From mid-April 2022 to the beginning of May 2022, we investigated a case of severe mortality in juvenile size Labeo rohita (Length = 120.4 ± 6.8 mm, Weight = 12.51 ± 1.9 g) in the aquaculture farms of Moina, Purba Medinipur district (22^o18’33 N, 87^o50’20 E), West Bengal, India. In the aquaculture farms, mixed fish species, including L. rohita, Cirrhinus mrigala, L. catla, and Hypopthalmichthys molitrix were cultured. As the central nodal agency for fish disease surveillance, the team of researchers from ICAR-Central Inland Fisheries Research Institute, Kolkata, India visited the culture facility. During our visit, we estimated approximately 60% mortality in L. rohita through passive data collection. The fish were showing signs of disease, including extreme lethargy, hemorrhage, ulcer, discoloration, and redness in fins and all over the body surface. Suspecting a microbial infection, moribund juveniles of L. rohita showing clinical signs were transported to the laboratory, necropsied, and subjected to further microbiological tests.
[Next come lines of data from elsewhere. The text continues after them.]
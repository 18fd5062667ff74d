//! Foreground handle on the champion select autopilot.
//!
//! `Autopilot` owns the shared settings, the champion registry, and the
//! background monitor thread. Configuration calls resolve champion names
//! before touching the settings lock, so they never block on the network
//! while the monitor is waiting to copy the settings.

use std::sync::mpsc::{self, Receiver, RecvTimeoutError, Sender};
use std::sync::{Arc, Mutex, MutexGuard};
use std::thread;

use chrono::{DateTime, Utc};
use serde::Serialize;

use crate::error::{DraftError, Result};
use crate::gateway::Gateway;
use crate::monitor::{Monitor, MonitorPhase, MonitorStatus, MonitorTiming};
use crate::registry::{ChampionRegistry, DEFAULT_SUGGESTIONS};
use crate::settings::{ChampionChoice, Options, Role, SelectionConfig, Settings, SettingsSnapshot, Slot};

/// Words that clear a slot instead of naming a champion.
pub const DISABLE_KEYWORDS: &[&str] = &["none", "off", "disable", "99"];

const RANDOM_KEYWORD: &str = "random";

const MONITOR_THREAD_NAME: &str = "champ-select-monitor";

struct MonitorHandle {
    stop_tx: Sender<()>,
    done_rx: Receiver<()>,
}

// ---------------------------------------------------------------------------
// Status
// ---------------------------------------------------------------------------

#[derive(Debug, Clone, Serialize)]
pub struct RoleStatus {
    pub enabled: bool,
    pub primary: String,
    pub backup_2: String,
    pub backup_3: String,
    pub display: String,
}

impl From<&SelectionConfig> for RoleStatus {
    fn from(config: &SelectionConfig) -> Self {
        Self {
            enabled: config.enabled,
            primary: config.primary.label().to_string(),
            backup_2: config.backup_2.label().to_string(),
            backup_3: config.backup_3.label().to_string(),
            display: config.display(),
        }
    }
}

#[derive(Debug, Clone, Serialize)]
pub struct AutopilotStatus {
    pub pick: RoleStatus,
    pub ban: RoleStatus,
    pub options: Options,
    pub running: bool,
    pub phase: MonitorPhase,
    pub consecutive_errors: u32,
    pub champions_loaded: usize,
    pub started_at: Option<DateTime<Utc>>,
}

// ---------------------------------------------------------------------------
// Autopilot
// ---------------------------------------------------------------------------

pub struct Autopilot {
    gateway: Arc<dyn Gateway>,
    registry: Arc<ChampionRegistry>,
    settings: Arc<Settings>,
    timing: MonitorTiming,
    /// Status of the most recent run. Each run gets its own, so a detached
    /// loop that exits late cannot overwrite its successor's.
    status: Mutex<Arc<MonitorStatus>>,
    handle: Mutex<Option<MonitorHandle>>,
    /// Done signal of a run that did not stop within `stop_timeout`.
    draining: Mutex<Option<Receiver<()>>>,
    started_at: Mutex<Option<DateTime<Utc>>>,
}

impl Autopilot {
    pub fn new(gateway: Arc<dyn Gateway>, initial: SettingsSnapshot, timing: MonitorTiming) -> Self {
        let registry = Arc::new(ChampionRegistry::new(gateway.clone()));
        Self::with_registry(gateway, registry, initial, timing)
    }

    pub fn with_registry(
        gateway: Arc<dyn Gateway>,
        registry: Arc<ChampionRegistry>,
        initial: SettingsSnapshot,
        timing: MonitorTiming,
    ) -> Self {
        Self {
            gateway,
            registry,
            settings: Arc::new(Settings::new(initial)),
            timing,
            status: Mutex::new(Arc::new(MonitorStatus::default())),
            handle: Mutex::new(None),
            draining: Mutex::new(None),
            started_at: Mutex::new(None),
        }
    }

    pub fn registry(&self) -> &ChampionRegistry {
        &self.registry
    }

    pub fn settings(&self) -> SettingsSnapshot {
        self.settings.snapshot()
    }

    pub fn reload_champions(&self) -> Result<usize> {
        self.registry.load()
    }

    // -----------------------------------------------------------------------
    // Configuration
    // -----------------------------------------------------------------------

    /// Configure one slot from user input. Returns what was stored.
    ///
    /// `none`/`off`/`disable`/`99` clear the slot; `random` is accepted only
    /// for the primary pick. Unknown names fail with suggestions and leave the
    /// settings untouched.
    pub fn set_champion(&self, role: Role, slot: Slot, name: &str) -> Result<ChampionChoice> {
        let trimmed = name.trim();
        if trimmed.is_empty() {
            return Err(DraftError::InvalidInput("champion name is empty".into()));
        }
        let lowered = trimmed.to_lowercase();

        if DISABLE_KEYWORDS.contains(&lowered.as_str()) {
            self.settings.clear_slot(role, slot);
            tracing::info!(role = %role, slot = %slot, "slot cleared");
            return Ok(ChampionChoice::None);
        }

        let choice = if lowered == RANDOM_KEYWORD {
            ChampionChoice::Random
        } else {
            match self.registry.find(trimmed) {
                Some(entry) => ChampionChoice::Named(entry.display),
                None => {
                    return Err(DraftError::ChampionNotFound {
                        name: trimmed.to_string(),
                        suggestions: self.registry.suggestions(trimmed, DEFAULT_SUGGESTIONS),
                    })
                }
            }
        };

        self.settings.set_slot(role, slot, choice.clone())?;
        tracing::info!(role = %role, slot = %slot, champion = choice.label(), "slot set");
        Ok(choice)
    }

    pub fn clear_champion(&self, role: Role, slot: Slot) {
        self.settings.clear_slot(role, slot);
    }

    pub fn set_enabled(&self, role: Role, enabled: bool) -> Result<bool> {
        self.settings.set_enabled(role, enabled)
    }

    pub fn toggle(&self, role: Role) -> Result<bool> {
        self.settings.toggle(role)
    }

    pub fn toggle_pre_hover(&self) -> bool {
        self.settings.toggle_pre_hover()
    }

    pub fn toggle_avoid_ally_hovers(&self) -> bool {
        self.settings.toggle_avoid_ally_hovers()
    }

    pub fn set_options(&self, options: Options) {
        self.settings.set_options(options);
    }

    /// Clear configured names the loaded registry cannot resolve, e.g. typos
    /// in a config file. Clearing a primary disables its role. Returns the
    /// cleared names; does nothing until the champion list is loaded.
    pub fn reconcile_names(&self) -> Vec<(Role, Slot, String)> {
        if !self.registry.is_loaded() {
            return Vec::new();
        }
        let snapshot = self.settings.snapshot();
        let mut cleared = Vec::new();
        for role in [Role::Pick, Role::Ban] {
            for (slot, choice) in snapshot.role(role).priority() {
                let ChampionChoice::Named(name) = choice else {
                    continue;
                };
                if self.registry.find(name).is_none() {
                    self.settings.clear_slot(role, slot);
                    tracing::warn!(role = %role, slot = %slot, name = %name, "unknown champion cleared");
                    cleared.push((role, slot, name.clone()));
                }
            }
        }
        cleared
    }

    // -----------------------------------------------------------------------
    // Lifecycle
    // -----------------------------------------------------------------------

    fn handle(&self) -> MutexGuard<'_, Option<MonitorHandle>> {
        self.handle.lock().unwrap_or_else(|p| p.into_inner())
    }

    fn draining(&self) -> MutexGuard<'_, Option<Receiver<()>>> {
        self.draining.lock().unwrap_or_else(|p| p.into_inner())
    }

    fn current_status(&self) -> Arc<MonitorStatus> {
        self.status.lock().unwrap_or_else(|p| p.into_inner()).clone()
    }

    /// Wait up to `stop_timeout` for an old run to signal exit. If it is still
    /// busy its receiver is parked in `draining` and `MonitorBusy` returned.
    fn await_exit(&self, done_rx: Receiver<()>) -> Result<()> {
        match done_rx.recv_timeout(self.timing.stop_timeout) {
            Ok(()) | Err(RecvTimeoutError::Disconnected) => Ok(()),
            Err(RecvTimeoutError::Timeout) => {
                *self.draining() = Some(done_rx);
                Err(DraftError::MonitorBusy)
            }
        }
    }

    /// Start the monitor thread. Returns `false` if it was already running,
    /// `MonitorBusy` while a previous run is still finishing its last request.
    pub fn start(&self) -> Result<bool> {
        let mut handle = self.handle();
        if handle.is_some() && self.current_status().is_running() {
            return Ok(false);
        }
        // A run that stopped itself is exiting; one that timed out on stop
        // may still be inside a request.
        if let Some(previous) = handle.take() {
            self.await_exit(previous.done_rx)?;
        }
        let lingering = self.draining().take();
        if let Some(done_rx) = lingering {
            self.await_exit(done_rx)?;
        }

        let (stop_tx, stop_rx) = mpsc::channel();
        let (done_tx, done_rx) = mpsc::channel();
        let status = Arc::new(MonitorStatus::default());
        let monitor = Monitor::new(
            self.gateway.clone(),
            self.registry.clone(),
            self.settings.clone(),
            self.timing,
            status.clone(),
        );

        status.set_running(true);
        *self.status.lock().unwrap_or_else(|p| p.into_inner()) = status.clone();
        let spawned = thread::Builder::new()
            .name(MONITOR_THREAD_NAME.to_string())
            .spawn(move || {
                monitor.run(&stop_rx);
                let _ = done_tx.send(());
            });
        if let Err(e) = spawned {
            status.set_running(false);
            status.set_phase(MonitorPhase::Stopped);
            return Err(DraftError::MonitorSpawn(e.to_string()));
        }

        *handle = Some(MonitorHandle { stop_tx, done_rx });
        *self.started_at.lock().unwrap_or_else(|p| p.into_inner()) = Some(Utc::now());
        tracing::info!("autopilot started");
        Ok(true)
    }

    /// Ask the monitor to exit and wait a bounded time for it. Returns `false`
    /// if nothing was running. A run that does not exit in time is remembered
    /// so `start` will not overlap it.
    pub fn stop(&self) -> bool {
        let Some(handle) = self.handle().take() else {
            return false;
        };
        let _ = handle.stop_tx.send(());
        match handle.done_rx.recv_timeout(self.timing.stop_timeout) {
            Ok(()) | Err(RecvTimeoutError::Disconnected) => {}
            Err(RecvTimeoutError::Timeout) => {
                tracing::warn!(
                    timeout_ms = self.timing.stop_timeout.as_millis() as u64,
                    "monitor did not stop in time, detaching"
                );
                *self.draining() = Some(handle.done_rx);
            }
        }
        *self.started_at.lock().unwrap_or_else(|p| p.into_inner()) = None;
        true
    }

    pub fn is_running(&self) -> bool {
        self.current_status().is_running()
    }

    pub fn status(&self) -> AutopilotStatus {
        let settings = self.settings.snapshot();
        let status = self.current_status();
        AutopilotStatus {
            pick: RoleStatus::from(&settings.pick),
            ban: RoleStatus::from(&settings.ban),
            options: settings.options,
            running: status.is_running(),
            phase: status.phase(),
            consecutive_errors: status.consecutive_errors(),
            champions_loaded: self.registry.len(),
            started_at: *self.started_at.lock().unwrap_or_else(|p| p.into_inner()),
        }
    }
}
Diseased rohu fish (Labeo rohita) showing clinical signs, including ulcerated skin, muscle lesions, and tail and fin rot, are collected and sacrificed for bacterial isolation. The fish were anaesthetized using clove oil (Merck, Germany) at a 50 μL/L dose, and the gut sample was collected aseptically from the fish and transferred to Nutrient Broth (NB) (Himedia, India) and incubated for 24 h at 37°C at 200 rpm. The growth of morphologically similar colonies on Nutrient Agar (NA) plates indicates the presence of a single bacterial strain. A single colony was streaked onto freshly prepared NA plates and incubated at 37°C for 24 h to obtain a pure strain. Subsequently, the colony was transferred to NB, and after 24 h of incubation at 37°C, the bacterial strain stock culture was prepared in 30% glycerol and stored at-20°C until further use.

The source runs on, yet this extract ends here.